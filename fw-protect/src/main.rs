// SPDX-FileCopyrightText: 2024 Foundation Devices, Inc. <hello@foundationdevices.com>
// SPDX-License-Identifier: GPL-3.0-or-later

use {
    colored::Colorize,
    device::Device,
    package::UpdatePackage,
    std::{
        ffi::OsString,
        io::{Read, Write},
        path::Path,
        time::Duration,
    },
    tracing_subscriber::{filter::LevelFilter, fmt, prelude::*, EnvFilter},
};

mod args;
mod device;
mod package;
mod request;

#[cfg(test)]
mod tests;

/// How long to wait for the device to answer before giving up.
const PORT_TIMEOUT: Duration = Duration::from_secs(5);

fn main() -> std::process::ExitCode {
    main_args(
        std::env::args_os(),
        &mut std::io::stdout(),
        &mut std::io::stderr(),
    )
    .into()
}

fn main_args<I, T>(args: I, stdout: impl Write, mut stderr: impl Write) -> ExitCode
where
    I: IntoIterator<Item = T>,
    T: Into<OsString> + Clone,
{
    match run(args, stdout) {
        Ok(()) => ExitCode(0),
        Err(Error::Args(e @ args::Error::Cli(_))) => {
            // Clap already does the "error: {}" formatting.
            let _ = writeln!(stderr, "{e}");
            ExitCode(1)
        }
        Err(e) => {
            let _ = writeln!(stderr, "{} {e}", "error:".bold().red());
            ExitCode(1)
        }
    }
}

fn run<I, T>(args: I, mut stdout: impl Write) -> Result<(), Error>
where
    I: IntoIterator<Item = T>,
    T: Into<OsString> + Clone,
{
    let args = args::args(args)?;
    init_tracing(args.verbose);

    match args.command {
        args::Command::Protect {
            input,
            output,
            version,
            message,
            key,
        } => {
            let firmware = load_firmware(&input)?;
            let package = UpdatePackage::protect(&firmware, version, &message, &key)?;
            std::fs::write(&output, package.to_bytes()?).map_err(Error::WriteOutputFile)?;
            writeln!(
                &mut stdout,
                "{} {} bytes, version {}, {} pages",
                "protected".bold(),
                firmware.len(),
                version,
                package.pages.len(),
            )
            .map_err(Error::Stdout)?;
        }
        args::Command::Inspect { input, key } => {
            let package = UpdatePackage::from_bytes(&read_file(&input)?)?;
            let metadata = &package.metadata;
            writeln!(&mut stdout, "{:10} {}", "version".bold(), metadata.version).map_err(Error::Stdout)?;
            writeln!(&mut stdout, "{:10} {}", "size".bold(), metadata.size).map_err(Error::Stdout)?;
            writeln!(&mut stdout, "{:10} {}", "pages".bold(), package.pages.len()).map_err(Error::Stdout)?;
            writeln!(
                &mut stdout,
                "{:10} {}",
                "signature".bold(),
                hex::encode(metadata.signature),
            )
            .map_err(Error::Stdout)?;
            for (index, page) in package.pages.iter().enumerate() {
                writeln!(
                    &mut stdout,
                    "{:10} {} ({} frames)",
                    format!("page {index}").bold(),
                    hex::encode(page.signature),
                    page.frames.len(),
                )
                .map_err(Error::Stdout)?;
            }
            if let Some(key) = key {
                package.verify(&key)?;
                writeln!(&mut stdout, "{}", "signatures valid".bold().green()).map_err(Error::Stdout)?;
            }
        }
        args::Command::Enroll { password, key, port } => {
            let request = request::enrollment(&password, &key)?;
            Device::new(open_port(&port)?).enroll(&request)?;
            writeln!(&mut stdout, "{}", "device enrolled".bold()).map_err(Error::Stdout)?;
        }
        args::Command::Update { package, port } => {
            let package = UpdatePackage::from_bytes(&read_file(&package)?)?;
            Device::new(open_port(&port)?).update(&package)?;
            writeln!(
                &mut stdout,
                "{} version {}, power cycle the device to start it",
                "updated".bold(),
                package.metadata.version,
            )
            .map_err(Error::Stdout)?;
        }
        args::Command::Readback {
            password,
            start,
            size,
            output,
            key,
            port,
        } => {
            let request = request::readback(&password, start, size, &key)?;
            let len = usize::try_from(size).map_err(|_| Error::ReadbackTooLarge(size))?;
            let dump = Device::new(open_port(&port)?).readback(&request, len)?;
            std::fs::write(&output, &dump).map_err(Error::WriteOutputFile)?;
            writeln!(
                &mut stdout,
                "{} {} bytes from {:#x}",
                "read".bold(),
                dump.len(),
                start
            )
            .map_err(Error::Stdout)?;
        }
    }
    Ok(())
}

fn init_tracing(verbose: u8) {
    let level = match verbose {
        0 => LevelFilter::WARN,
        1 => LevelFilter::INFO,
        2 => LevelFilter::DEBUG,
        _ => LevelFilter::TRACE,
    };
    // A subscriber may already be installed when running under tests.
    let _ = tracing_subscriber::registry()
        .with(fmt::layer().with_writer(std::io::stderr))
        .with(
            EnvFilter::builder()
                .with_default_directive(level.into())
                .from_env_lossy(),
        )
        .try_init();
}

fn read_file(path: &Path) -> Result<Vec<u8>, Error> {
    let mut buf = Vec::new();
    std::fs::File::open(path)
        .map_err(Error::OpenInputFile)?
        .read_to_end(&mut buf)
        .map_err(Error::ReadInputFile)?;
    Ok(buf)
}

/// Intel HEX when the extension says so, raw binary otherwise.
fn load_firmware(path: &Path) -> Result<Vec<u8>, Error> {
    let data = read_file(path)?;
    let is_hex = path
        .extension()
        .and_then(|ext| ext.to_str())
        .is_some_and(|ext| ext.eq_ignore_ascii_case("hex") || ext.eq_ignore_ascii_case("ihex"));
    if !is_hex {
        return Ok(data);
    }
    let text = String::from_utf8(data).map_err(|_| Error::HexNotUtf8)?;
    Ok(package::parse_ihex(&text)?)
}

fn open_port(port: &args::Port) -> Result<Box<dyn serialport::SerialPort>, Error> {
    tracing::info!(path = %port.path, baud = port.baud, "opening serial port");
    serialport::new(&port.path, port.baud)
        .timeout(PORT_TIMEOUT)
        .open()
        .map_err(Error::OpenPort)
}

#[derive(Debug, Clone, Copy, PartialEq, Eq)]
struct ExitCode(u8);

impl From<ExitCode> for std::process::ExitCode {
    fn from(code: ExitCode) -> Self {
        code.0.into()
    }
}

#[derive(Debug)]
enum Error {
    Args(args::Error),
    Device(device::Error),
    HexNotUtf8,
    OpenInputFile(std::io::Error),
    OpenPort(serialport::Error),
    Package(package::Error),
    ReadInputFile(std::io::Error),
    ReadbackTooLarge(u64),
    Request(request::Error),
    Stdout(std::io::Error),
    WriteOutputFile(std::io::Error),
}

impl From<args::Error> for Error {
    fn from(e: args::Error) -> Self {
        Error::Args(e)
    }
}

impl From<device::Error> for Error {
    fn from(e: device::Error) -> Self {
        Error::Device(e)
    }
}

impl From<package::Error> for Error {
    fn from(e: package::Error) -> Self {
        Error::Package(e)
    }
}

impl From<request::Error> for Error {
    fn from(e: request::Error) -> Self {
        Error::Request(e)
    }
}

impl std::fmt::Display for Error {
    fn fmt(&self, f: &mut std::fmt::Formatter) -> std::fmt::Result {
        match self {
            Error::Args(e) => write!(f, "{e}"),
            Error::Device(e) => write!(f, "{e}"),
            Error::HexNotUtf8 => write!(f, "Intel HEX input is not valid text"),
            Error::OpenInputFile(e) => write!(f, "failed to open input file: {e}"),
            Error::OpenPort(e) => write!(f, "failed to open serial port: {e}"),
            Error::Package(e) => write!(f, "{e}"),
            Error::ReadInputFile(e) => write!(f, "failed to read input file: {e}"),
            Error::ReadbackTooLarge(size) => write!(f, "readback size {size} is too large"),
            Error::Request(e) => write!(f, "{e}"),
            Error::Stdout(e) => write!(f, "failed to write to stdout: {e}"),
            Error::WriteOutputFile(e) => write!(f, "failed to write to output file: {e}"),
        }
    }
}

impl std::error::Error for Error {}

◇ ◇ ◇ ◇ ◇ ◇ ◇

Now output the listing above, exactly as it appears.

filename fw-protect/src/main.rs
// SPDX-FileCopyrightText: 2024 Foundation Devices, Inc. <hello@foundationdevices.com>
// SPDX-License-Identifier: GPL-3.0-or-later

use {
    colored::Colorize,
    device::Device,
    package::UpdatePackage,
    std::{
        ffi::OsString,
        io::{Read, Write},
        path::Path,
        time::Duration,
    },
    tracing_subscriber::{filter::LevelFilter, fmt, prelude::*, EnvFilter},
};

mod args;
mod device;
mod package;
mod request;

#[cfg(test)]
mod tests;

/// How long to wait for the device to answer before giving up.
const PORT_TIMEOUT: Duration = Duration::from_secs(5);

fn main() -> std::process::ExitCode {
    main_args(
        std::env::args_os(),
        &mut std::io::stdout(),
        &mut std::io::stderr(),
    )
    .into()
}

fn main_args<I, T>(args: I, stdout: impl Write, mut stderr: impl Write) -> ExitCode
where
    I: IntoIterator<Item = T>,
    T: Into<OsString> + Clone,
{
    match run(args, stdout) {
        Ok(()) => ExitCode(0),
        Err(Error::Args(e @ args::Error::Cli(_))) => {
            // Clap already does the "error: {}" formatting.
            let _ = writeln!(stderr, "{e}");
            ExitCode(1)
        }
        Err(e) => {
            let _ = writeln!(stderr, "{} {e}", "error:".bold().red());
            ExitCode(1)
        }
    }
}

fn run<I, T>(args: I, mut stdout: impl Write) -> Result<(), Error>
where
    I: IntoIterator<Item = T>,
    T: Into<OsString> + Clone,
{
    let args = args::args(args)?;
    init_tracing(args.verbose);

    match args.command {
        args::Command::Protect {
            input,
            output,
            version,
            message,
            key,
        } => {
            let firmware = load_firmware(&input)?;
            let package = UpdatePackage::protect(&firmware, version, &message, &key)?;
            std::fs::write(&output, package.to_bytes()?).map_err(Error::WriteOutputFile)?;
            writeln!(
                &mut stdout,
                "{} {} bytes, version {}, {} pages",
                "protected".bold(),
                firmware.len(),
                version,
                package.pages.len(),
            )
            .map_err(Error::Stdout)?;
        }
        args::Command::Inspect { input, key } => {
            let package = UpdatePackage::from_bytes(&read_file(&input)?)?;
            let metadata = &package.metadata;
            writeln!(&mut stdout, "{:10} {}", "version".bold(), metadata.version).map_err(Error::Stdout)?;
            writeln!(&mut stdout, "{:10} {}", "size".bold(), metadata.size).map_err(Error::Stdout)?;
            writeln!(&mut stdout, "{:10} {}", "pages".bold(), package.pages.len()).map_err(Error::Stdout)?;
            writeln!(
                &mut stdout,
                "{:10} {}",
                "signature".bold(),
                hex::encode(metadata.signature),
            )
            .map_err(Error::Stdout)?;
            for (index, page) in package.pages.iter().enumerate() {
                writeln!(
                    &mut stdout,
                    "{:10} {} ({} frames)",
                    format!("page {index}").bold(),
                    hex::encode(page.signature),
                    page.frames.len(),
                )
                .map_err(Error::Stdout)?;
            }
            if let Some(key) = key {
                package.verify(&key)?;
                writeln!(&mut stdout, "{}", "signatures valid".bold().green()).map_err(Error::Stdout)?;
            }
        }
        args::Command::Enroll { password, key, port } => {
            let request = request::enrollment(&password, &key)?;
            Device::new(open_port(&port)?).enroll(&request)?;
            writeln!(&mut stdout, "{}", "device enrolled".bold()).map_err(Error::Stdout)?;
        }
        args::Command::Update { package, port } => {
            let package = UpdatePackage::from_bytes(&read_file(&package)?)?;
            Device::new(open_port(&port)?).update(&package)?;
            writeln!(
                &mut stdout,
                "{} version {}, power cycle the device to start it",
                "updated".bold(),
                package.metadata.version,
            )
            .map_err(Error::Stdout)?;
        }
        args::Command::Readback {
            password,
            start,
            size,
            output,
            key,
            port,
        } => {
            let request = request::readback(&password, start, size, &key)?;
            let len = usize::try_from(size).map_err(|_| Error::ReadbackTooLarge(size))?;
            let dump = Device::new(open_port(&port)?).readback(&request, len)?;
            std::fs::write(&output, &dump).map_err(Error::WriteOutputFile)?;
            writeln!(
                &mut stdout,
                "{} {} bytes from {:#x}",
                "read".bold(),
                dump.len(),
                start
            )
            .map_err(Error::Stdout)?;
        }
    }
    Ok(())
}

fn init_tracing(verbose: u8) {
    let level = match verbose {
        0 => LevelFilter::WARN,
        1 => LevelFilter::INFO,
        2 => LevelFilter::DEBUG,
        _ => LevelFilter::TRACE,
    };
    // A subscriber may already be installed when running under tests.
    let _ = tracing_subscriber::registry()
        .with(fmt::layer().with_writer(std::io::stderr))
        .with(
            EnvFilter::builder()
                .with_default_directive(level.into())
                .from_env_lossy(),
        )
        .try_init();
}

fn read_file(path: &Path) -> Result<Vec<u8>, Error> {
    let mut buf = Vec::new();
    std::fs::File::open(path)
        .map_err(Error::OpenInputFile)?
        .read_to_end(&mut buf)
        .map_err(Error::ReadInputFile)?;
    Ok(buf)
}

/// Intel HEX when the extension says so, raw binary otherwise.
fn load_firmware(path: &Path) -> Result<Vec<u8>, Error> {
    let data = read_file(path)?;
    let is_hex = path
        .extension()
        .and_then(|ext| ext.to_str())
        .is_some_and(|ext| ext.eq_ignore_ascii_case("hex") || ext.eq_ignore_ascii_case("ihex"));
    if !is_hex {
        return Ok(data);
    }
    let text = String::from_utf8(data).map_err(|_| Error::HexNotUtf8)?;
    Ok(package::parse_ihex(&text)?)
}

fn open_port(port: &args::Port) -> Result<Box<dyn serialport::SerialPort>, Error> {
    tracing::info!(path = %port.path, baud = port.baud, "opening serial port");
    serialport::new(&port.path, port.baud)
        .timeout(PORT_TIMEOUT)
        .open()
        .map_err(Error::OpenPort)
}

#[derive(Debug, Clone, Copy, PartialEq, Eq)]
struct ExitCode(u8);

impl From<ExitCode> for std::process::ExitCode {
    fn from(code: ExitCode) -> Self {
        code.0.into()
    }
}

#[derive(Debug)]
enum Error {
    Args(args::Error),
    Device(device::Error),
    HexNotUtf8,
    OpenInputFile(std::io::Error),
    OpenPort(serialport::Error),
    Package(package::Error),
    ReadInputFile(std::io::Error),
    ReadbackTooLarge(u64),
    Request(request::Error),
    Stdout(std::io::Error),
    WriteOutputFile(std::io::Error),
}

impl From<args::Error> for Error {
    fn from(e: args::Error) -> Self {
        Error::Args(e)
    }
}

impl From<device::Error> for Error {
    fn from(e: device::Error) -> Self {
        Error::Device(e)
    }
}

impl From<package::Error> for Error {
    fn from(e: package::Error) -> Self {
        Error::Package(e)
    }
}

impl From<request::Error> for Error {
    fn from(e: request::Error) -> Self {
        Error::Request(e)
    }
}

impl std::fmt::Display for Error {
    fn fmt(&self, f: &mut std::fmt::Formatter) -> std::fmt::Result {
        match self {
            Error::Args(e) => write!(f, "{e}"),
            Error::Device(e) => write!(f, "{e}"),
            Error::HexNotUtf8 => write!(f, "Intel HEX input is not valid text"),
            Error::OpenInputFile(e) => write!(f, "failed to open input file: {e}"),
            Error::OpenPort(e) => write!(f, "failed to open serial port: {e}"),
            Error::Package(e) => write!(f, "{e}"),
            Error::ReadInputFile(e) => write!(f, "failed to read input file: {e}"),
            Error::ReadbackTooLarge(size) => write!(f, "readback size {size} is too large"),
            Error::Request(e) => write!(f, "{e}"),
            Error::Stdout(e) => write!(f, "failed to write to stdout: {e}"),
            Error::WriteOutputFile(e) => write!(f, "failed to write to output file: {e}"),
        }
    }
}

impl std::error::Error for Error {}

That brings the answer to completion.